It was a great night in Lawrence, and the whole town was there to watch Iowa State and Kansas U. meet in their rubber match

Gil Hennenfent and Roger Westman are sophomores at Iowa State University at Ames and, like all State students these days, intense basketball fans. Along with other Staters last week, they were disappointed to learn that the Saturday night game with Kansas at Lawrence, some 250 miles away on the Kaw River, had been a sellout for weeks and there were no tickets for Iowa students.

The rest of the Ames undergraduates met the challenge by raising $2,100 to pay line charges from Lawrence so the game could be telecast by their local station, but this did not satisfy Hennenfent and Westman. Early Saturday morning they started hitchhiking to Lawrence, made it by 2 in the afternoon. Still without tickets, they found an open door in the Kansas Field House, slipped in and eluded uniformed guards and ushers all afternoon.

That night, they and 17,000 others present, plus the thousands who watched on television, saw an immensely exciting game. Only two men, however, were fully aware that in addition to a game the final act in a psychological drama was being played out before them. They were Kansas Coach Dick Harp and State Coach Bill Strannigan.

Two weeks earlier, State had beaten Kansas by one point, on a last-second jump shot by Center Don Medsker. It was a victory in which the whole team shared, including Assistant Coach Bob Lamson, who had literally dreamed up a defensive strategy (SI, Jan. 28) to contain Kansas' giant Wilt Chamberlain. That defeat, only one of the season for Kansas, highlighted Dick Harp's difficulties. The first was a season-long tendency by his team to play at considerably less than full effort, trusting, as he put it, "to the Big Fellow to pull them through somehow." The Big Fellow of course is Chamberlain, and he had indeed saved Kansas up to that time. But he had to miss at least once, and when he did the letdown was hard.

Harp's other problem—far more complex than the first and one which is still far from being solved—concerned Wilt himself. Chamberlain came to Kansas all the way from Philadelphia on a floodtide of publicity unmatched in college sports history. And Wilt, at best a fitful and moody young man, is simply not equipped to cope with the stares, cameras, reporters and rumors that follow him wherever he goes. He has withdrawn within himself to the point where, even during practice sessions in an empty stadium, he appears to be miles from the scene in spirit. During a game, before the capacity crowds he always draws, he seems to be doing his best to avoid any move that will cause any special notice. On offense, he takes his position in the post and remains rooted for most of the action, coming to life just long enough to block a few shots and dunk a few buckets to save the day for Kansas.

Before the Iowa State game, Dick Harp, who is 38 and in his first year as head coach, tried for hours to talk Chamberlain into a relaxed frame of mind. He also tried to impress the rest of his charges that out on the court they were not just four anonymities surrounding a star. By game time he had nearly talked himself out.

Bill Strannigan had to approach tip-off time by a different psychological route. He had no new strategic rabbits to pull out of his hat—nothing new that might give his boys a lift. Indeed, he was sure that his problem was to bring them down from the happy heights, mentally, that they seemed to have been in ever since they had beaten Kansas. It was an attitude perhaps best summed up by State's star shot and playmaker, 5-foot-10 Gary Thompson, who said, "Why should we worry about this Kansas game? They're supposed to win."

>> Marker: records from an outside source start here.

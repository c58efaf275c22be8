//! services/api/src/error.rs
//!
//! Defines the primary error type for the entire API service.

use axum::{
    http::StatusCode,
    response::{IntoResponse, Response},
    Json,
};
use serde_json::json;
use tracing::error;
use vocab_reader_core::ports::PortError;

use crate::config::ConfigError;

/// The primary error type for the `api` service.
#[derive(Debug, thiserror::Error)]
pub enum ApiError {
    /// Represents an error that occurred during configuration loading.
    #[error("Configuration error: {0}")]
    Config(#[from] ConfigError),

    /// Represents an error that propagated up from one of the core service ports.
    #[error("Service Port Error: {0}")]
    Port(#[from] PortError),

    /// Represents an error from the underlying database library.
    #[error("Database Error: {0}")]
    Database(#[from] sqlx::Error),

    /// Represents an error from running the database migrations at startup.
    #[error("Migration Error: {0}")]
    Migration(#[from] sqlx::migrate::MigrateError),

    /// Represents a standard Input/Output error (e.g., binding to a network socket).
    #[error("IO error: {0}")]
    Io(#[from] std::io::Error),

    /// The request itself was unusable.
    #[error("Bad request: {0}")]
    BadRequest(String),

    /// A catch-all for any other unexpected errors.
    #[error("An unexpected internal error occurred: {0}")]
    Internal(String),
}

/// The HTTP status for a port failure.
pub fn port_status(error: &PortError) -> StatusCode {
    match error {
        PortError::NotFound(_) => StatusCode::NOT_FOUND,
        PortError::Configuration(_) => StatusCode::SERVICE_UNAVAILABLE,
        PortError::Upstream { .. } | PortError::MalformedResponse(_) => StatusCode::BAD_GATEWAY,
        PortError::Cancelled | PortError::Unexpected(_) => StatusCode::INTERNAL_SERVER_ERROR,
    }
}

impl IntoResponse for ApiError {
    fn into_response(self) -> Response {
        // Diagnostic detail goes to the log; the body carries the reader-facing message.
        let (status, message) = match &self {
            ApiError::Port(e) => (port_status(e), e.user_message().to_string()),
            ApiError::BadRequest(reason) => (StatusCode::BAD_REQUEST, reason.clone()),
            _ => (
                StatusCode::INTERNAL_SERVER_ERROR,
                "Something went wrong.".to_string(),
            ),
        };
        if status.is_server_error() {
            error!("Request failed: {}", self);
        }
        (status, Json(json!({ "error": message }))).into_response()
    }
}

#[cfg(test)]
mod tests {
    use super::*;

    #[test]
    fn port_errors_map_to_distinct_statuses() {
        assert_eq!(port_status(&PortError::NotFound("x".into())), StatusCode::NOT_FOUND);
        assert_eq!(
            port_status(&PortError::Configuration("no key".into())),
            StatusCode::SERVICE_UNAVAILABLE
        );
        assert_eq!(
            port_status(&PortError::upstream(Some(500), "boom")),
            StatusCode::BAD_GATEWAY
        );
        assert_eq!(
            port_status(&PortError::MalformedResponse("bad json".into())),
            StatusCode::BAD_GATEWAY
        );
        assert_eq!(
            port_status(&PortError::Unexpected("?".into())),
            StatusCode::INTERNAL_SERVER_ERROR
        );
    }

    async fn body_json(response: Response) -> serde_json::Value {
        let bytes = axum::body::to_bytes(response.into_body(), usize::MAX)
            .await
            .unwrap();
        serde_json::from_slice(&bytes).unwrap()
    }

    #[tokio::test]
    async fn responses_carry_the_reader_message_only() {
        let port_error = PortError::upstream(Some(503), "secret upstream detail");
        let reader_message = port_error.user_message().to_string();

        let response = ApiError::Port(port_error).into_response();
        assert_eq!(response.status(), StatusCode::BAD_GATEWAY);

        let body = body_json(response).await;
        assert_eq!(body["error"], reader_message);
        assert!(!body.to_string().contains("secret upstream detail"));
    }

    #[tokio::test]
    async fn internal_failures_hide_their_detail() {
        let response = ApiError::Internal("pool exhausted at 10.0.0.5".into()).into_response();
        assert_eq!(response.status(), StatusCode::INTERNAL_SERVER_ERROR);

        let body = body_json(response).await;
        assert_eq!(body["error"], "Something went wrong.");
        assert!(!body.to_string().contains("10.0.0.5"));
    }
}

Without even a dream to fall back on (Lamson tried hard but learned what Freud taught, that dreams arise in the subconscious and can't be forced) Strannigan had only one card to play. He brought along the films of the State-Kansas game that State had barely won, and a few hours before game time he herded his boys into a Field House projection room and ran them off, with the barest of critical comment. There for Thompson, Medsker, et al. to see was clear proof of how tough it really was to beat Kansas. They trooped out considerably sobered.

And so, at the jump-off, the two real contestants in this game—Harp and Strannigan—sat back on their benches, both literally relying more on their abilities as psychologists than as basketball strategists. As he usually does, Harp sat frozen through most of the game, only occasionally breaking his silent suffering to whisper a comment to the player nearest him. Strannigan lived up to the limit of his trigger-taut temperament rather than the dark, conservative suit he wore. Never still, he kept up a running fire of instructions which he must have known could not be heard by his men over the din of 17,000 partisan Kansans and the valiant efforts of Iowa hitchhikers Hennenfent and Westman: "Put Gary in the post. . . . Move the ball. . . . Watch the baseline, John. . . ."

What they saw in the first half sent Harp into the locker room wondering if his boys—and Chamberlain, in particular—had been listening to anything he had said during the past two weeks. The score was State 38, Kansas 31; twice State had led by as much as 11 points. Even more important, Chamberlain was still not moving; State's double-teaming of him had held him to four points. Harp's one spark of hope lay in the fact that the rest of the team might really be trying somewhat more than usual; they had taken 37 shots to State's 24, most of them reasonable tries. But their percentage was 27 to State's 50.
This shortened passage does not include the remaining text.